Je vous invite à lire son article Love, Western Nihilism and Revolutionary Optimism (Amour, nihilisme occidental et optimisme révolutionnaire — apparemment pas traduit).
C’était un homme rare et courageux. Sonnons des cloches en son honneur.
Voici un poème de Kenneth Rexroth pour André, le combattant au cœur de poète :
Pas un mot
Les arbres se taisent
Dans la chaleur…
Dénouez votre cœur
Dites-moi vos pensées
Ce que vous étiez
Et ce que vous êtes…
Comme les cloches, personne
N’a déjà sonné
Philosophe, cinéaste, journaliste d’investigation exceptionnel, il
manquera à des millions d’anonymes parce qu’il a combattu pour la
justice et la dénonciation des forces du colonialisme, passées et
présentes.
Il est mort subitement au milieu de la nuit du 22 septembre alors
qu’il voyageait dans une voiture avec chauffeur avec sa femme à Samsun
sur la mer Noire en Turquie à Istanbul. Quand ils sont arrivés tôt le
matin à l’hôtel, sa femme a essayé de le réveiller, mais il était mort.

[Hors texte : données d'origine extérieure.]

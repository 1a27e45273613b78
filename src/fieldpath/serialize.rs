//! The `FieldsV1` encoding of field sets.
//!
//! A set is a JSON object. Each key names one path element by a two
//! character marker followed by its payload:
//!
//! | marker | element                         | example                          |
//! |--------|---------------------------------|----------------------------------|
//! | `f:`   | field name                      | `f:metadata`                     |
//! | `k:`   | associative key (JSON object)   | `k:{"port":80,"protocol":"TCP"}` |
//! | `v:`   | set element (any JSON value)    | `v:"finalizer.example.com"`      |
//! | `i:`   | list index                      | `i:0`                            |
//!
//! Every value is itself an object holding the paths below that element.
//! An empty object is a leaf member. A non-empty object containing the
//! key `"."` is a member that also has children; without `"."` the node
//! only exists to reach deeper members. A `"."` at the top level marks
//! the root path.

use super::path::PathElement;
use super::set::Set;
use crate::value::{Field, FieldList, Value};
use serde::{Deserialize, Deserializer, Serialize, Serializer};
use serde_json::{Map as JsonMap, Value as Json};
use thiserror::Error;

/// Errors decoding field sets and managed-fields records.
#[derive(Debug, Error)]
pub enum DecodeError {
    #[error("invalid JSON: {0}")]
    Json(#[from] serde_json::Error),

    #[error("expected an object at {at}, found {found}")]
    NotAnObject { at: String, found: &'static str },

    #[error("unknown path segment marker in {key:?}")]
    UnknownMarker { key: String },

    #[error("invalid path segment {key:?}: {reason}")]
    InvalidSegment { key: String, reason: String },

    #[error("unsupported fieldsType {0:?} (only FieldsV1 is supported)")]
    UnsupportedFieldsType(String),

    #[error("duplicate managed fields entry for manager {manager:?} with operation {operation}")]
    DuplicateManager { manager: String, operation: String },
}

/// Renders a path element as a `FieldsV1` object key.
pub fn serialize_path_element(pe: &PathElement) -> String {
    match pe {
        PathElement::FieldName(name) => format!("f:{}", name),
        PathElement::Key(fields) => {
            let obj: JsonMap<String, Json> = fields
                .iter()
                .map(|f| (f.name.clone(), Json::from(&f.value)))
                .collect();
            format!("k:{}", Json::Object(obj))
        }
        PathElement::Value(v) => format!("v:{}", v),
        PathElement::Index(i) => format!("i:{}", i),
    }
}

/// Parses a `FieldsV1` object key back into a path element.
pub fn deserialize_path_element(key: &str) -> Result<PathElement, DecodeError> {
    let invalid = |reason: String| DecodeError::InvalidSegment {
        key: key.to_string(),
        reason,
    };
    let (marker, payload) = match (key.get(..2), key.get(2..)) {
        (Some(marker), Some(payload)) => (marker, payload),
        _ => {
            return Err(DecodeError::UnknownMarker {
                key: key.to_string(),
            })
        }
    };
    match marker {
        "f:" => Ok(PathElement::FieldName(payload.to_string())),
        "k:" => match serde_json::from_str::<Json>(payload) {
            Ok(Json::Object(obj)) => Ok(PathElement::Key(FieldList::with_fields(
                obj.into_iter()
                    .map(|(name, v)| Field::new(name, Value::from(v)))
                    .collect(),
            ))),
            Ok(other) => Err(invalid(format!(
                "key must be a JSON object, found {}",
                json_kind(&other)
            ))),
            Err(e) => Err(invalid(e.to_string())),
        },
        "v:" => serde_json::from_str::<Json>(payload)
            .map(|v| PathElement::Value(Value::from(v)))
            .map_err(|e| invalid(e.to_string())),
        "i:" => payload
            .parse::<usize>()
            .map(PathElement::Index)
            .map_err(|e| invalid(e.to_string())),
        _ => Err(DecodeError::UnknownMarker {
            key: key.to_string(),
        }),
    }
}

fn json_kind(v: &Json) -> &'static str {
    match v {
        Json::Null => "null",
        Json::Bool(_) => "bool",
        Json::Number(_) => "number",
        Json::String(_) => "string",
        Json::Array(_) => "array",
        Json::Object(_) => "object",
    }
}

impl Set {
    /// Encodes the set as `FieldsV1` JSON.
    pub fn to_json(&self) -> Vec<u8> {
        self.to_json_value().to_string().into_bytes()
    }

    /// Decodes a set from `FieldsV1` JSON.
    pub fn from_json(data: &[u8]) -> Result<Set, DecodeError> {
        let json: Json = serde_json::from_slice(data)?;
        Set::from_json_value(&json)
    }

    pub fn to_json_value(&self) -> Json {
        Json::Object(self.encode_node(self.root_in_set()))
    }

    pub fn from_json_value(json: &Json) -> Result<Set, DecodeError> {
        let (mut set, root) = decode_node(json, "<root>")?;
        set.set_root(root);
        Ok(set)
    }

    fn encode_node(&self, is_member: bool) -> JsonMap<String, Json> {
        let mut obj = JsonMap::new();
        if is_member {
            obj.insert(".".to_string(), Json::Object(JsonMap::new()));
        }
        for member in self.members().iter() {
            if self.child(member).is_none() {
                obj.insert(serialize_path_element(member), Json::Object(JsonMap::new()));
            }
        }
        for (pe, child) in self.children() {
            let node = child.encode_node(self.has_member(pe));
            obj.insert(serialize_path_element(pe), Json::Object(node));
        }
        obj
    }
}

/// Decodes one tree node, returning the subtree and whether the node
/// itself carried the `"."` member marker.
fn decode_node(json: &Json, at: &str) -> Result<(Set, bool), DecodeError> {
    let obj = json.as_object().ok_or_else(|| DecodeError::NotAnObject {
        at: at.to_string(),
        found: json_kind(json),
    })?;
    let mut set = Set::new();
    let mut is_member = false;
    for (key, child) in obj {
        if key == "." {
            if !child.is_object() {
                return Err(DecodeError::NotAnObject {
                    at: format!("{}/.", at),
                    found: json_kind(child),
                });
            }
            is_member = true;
            continue;
        }
        let pe = deserialize_path_element(key)?;
        let (subtree, child_is_member) = decode_node(child, key)?;
        if subtree.is_empty() || child_is_member {
            set.insert_member(pe.clone());
        }
        set.insert_child(pe, subtree);
    }
    Ok((set, is_member))
}

impl Serialize for Set {
    fn serialize<S: Serializer>(&self, serializer: S) -> Result<S::Ok, S::Error> {
        self.to_json_value().serialize(serializer)
    }
}

impl<'de> Deserialize<'de> for Set {
    fn deserialize<D: Deserializer<'de>>(deserializer: D) -> Result<Self, D::Error> {
        let json = Json::deserialize(deserializer)?;
        Set::from_json_value(&json).map_err(serde::de::Error::custom)
    }
}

La police turque a ordonné une analyse médico-légale de sa mystérieuse
mort inattendue.
Il a dénoncé les atrocités commises de l’Afghanistan à la Syrie, en
Irak, en Iran, au Soudan, en Argentine, au Chili, au Pérou, à Hong Kong
et au Xinjiang. Non seulement il a exposé la cruauté des élites
dirigeantes par la plume, il a voyagé pour voir ce qui était vrai, ce
qui était faux, ce qui était horrible. Suivre ses traces conduit à une
litanie inquiétante de l’ « horreur ».
Ce n’est que récemment à Hong Kong qu’il a accordé une interview
vidéo personnelle de 20 minutes à DotDotNews. Voici un lien vers André
Vltchek racontant sa propre histoire. C’est vraiment une histoire
remarquable:
Dans l’interview, il déclare : « Je me bats contre tout ce qui
pourrait être décrit comme de l’impérialisme… comme quelque chose qui
renverse les gouvernements des gens … impose de force une idéologie aux
gens… fondamentalement, ce que l’Occident fait depuis des décennies et
des siècles à travers la domination colonialiste, puis impérialiste du
monde … Donc, je vais partout où les pays sont détruits.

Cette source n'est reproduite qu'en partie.